EXERCISE DETAILS ->
Here is the listing. Report each line in it that contains the string "expected".

---------------

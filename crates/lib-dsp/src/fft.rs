//! FFT operations using realfft.
//!
//! This module provides a high-level wrapper around the planner with:
//! - Planner caching for repeated transforms of the same length
//! - Real-to-complex forward transform of any length
//! - One-sided magnitude and Parseval energy helpers

use crate::error::{DspError, DspResult};
use num_complex::Complex64;
use realfft::RealFftPlanner;

/// FFT engine with a cached planner.
///
/// Planners are not shared between threads; each analysis task owns one.
pub struct FftEngine {
    /// Real FFT planner.
    real_planner: RealFftPlanner<f64>,
}

impl FftEngine {
    /// Create a new FFT engine.
    pub fn new() -> Self {
        Self {
            real_planner: RealFftPlanner::new(),
        }
    }

    /// Perform forward real-to-complex FFT.
    ///
    /// Input: N real samples (any N >= 2)
    /// Output: N/2 + 1 complex samples (Hermitian symmetry exploited)
    pub fn rfft(&mut self, data: &[f64]) -> DspResult<Vec<Complex64>> {
        let len = data.len();
        if len < 2 {
            return Err(DspError::InsufficientSamples { needed: 2, got: len });
        }

        let r2c = self.real_planner.plan_fft_forward(len);
        let mut input = data.to_vec();
        let mut output = r2c.make_output_vec();

        r2c.process(&mut input, &mut output)
            .map_err(|e| DspError::NumericalInstability(e.to_string()))?;

        Ok(output)
    }
}

impl Default for FftEngine {
    fn default() -> Self {
        Self::new()
    }
}

/// One-sided magnitude `|X_k| / n` of a half spectrum from an `n`-point rfft.
pub fn one_sided_magnitude(spectrum: &[Complex64], n: usize) -> Vec<f64> {
    let scale = 1.0 / n as f64;
    spectrum.iter().map(|c| c.norm() * scale).collect()
}

/// Signal energy `dt * sum(x^2)` recovered from an `n`-point half spectrum.
///
/// Interior bins stand for a positive/negative frequency pair and count
/// twice; DC counts once, and so does the Nyquist bin when `n` is even.
pub fn parseval_energy(spectrum: &[Complex64], n: usize, dt: f64) -> DspResult<f64> {
    let expected = n / 2 + 1;
    if spectrum.len() != expected {
        return Err(DspError::LengthMismatch {
            expected,
            actual: spectrum.len(),
        });
    }

    let mut sum = 0.0;
    for (k, c) in spectrum.iter().enumerate() {
        let paired = k != 0 && !(n % 2 == 0 && k == n / 2);
        sum += if paired { 2.0 * c.norm_sqr() } else { c.norm_sqr() };
    }

    Ok(sum * dt / n as f64)
}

---------------

TASK SOLUTION ->
    let expected = n / 2 + 1;
    if spectrum.len() != expected {
            expected,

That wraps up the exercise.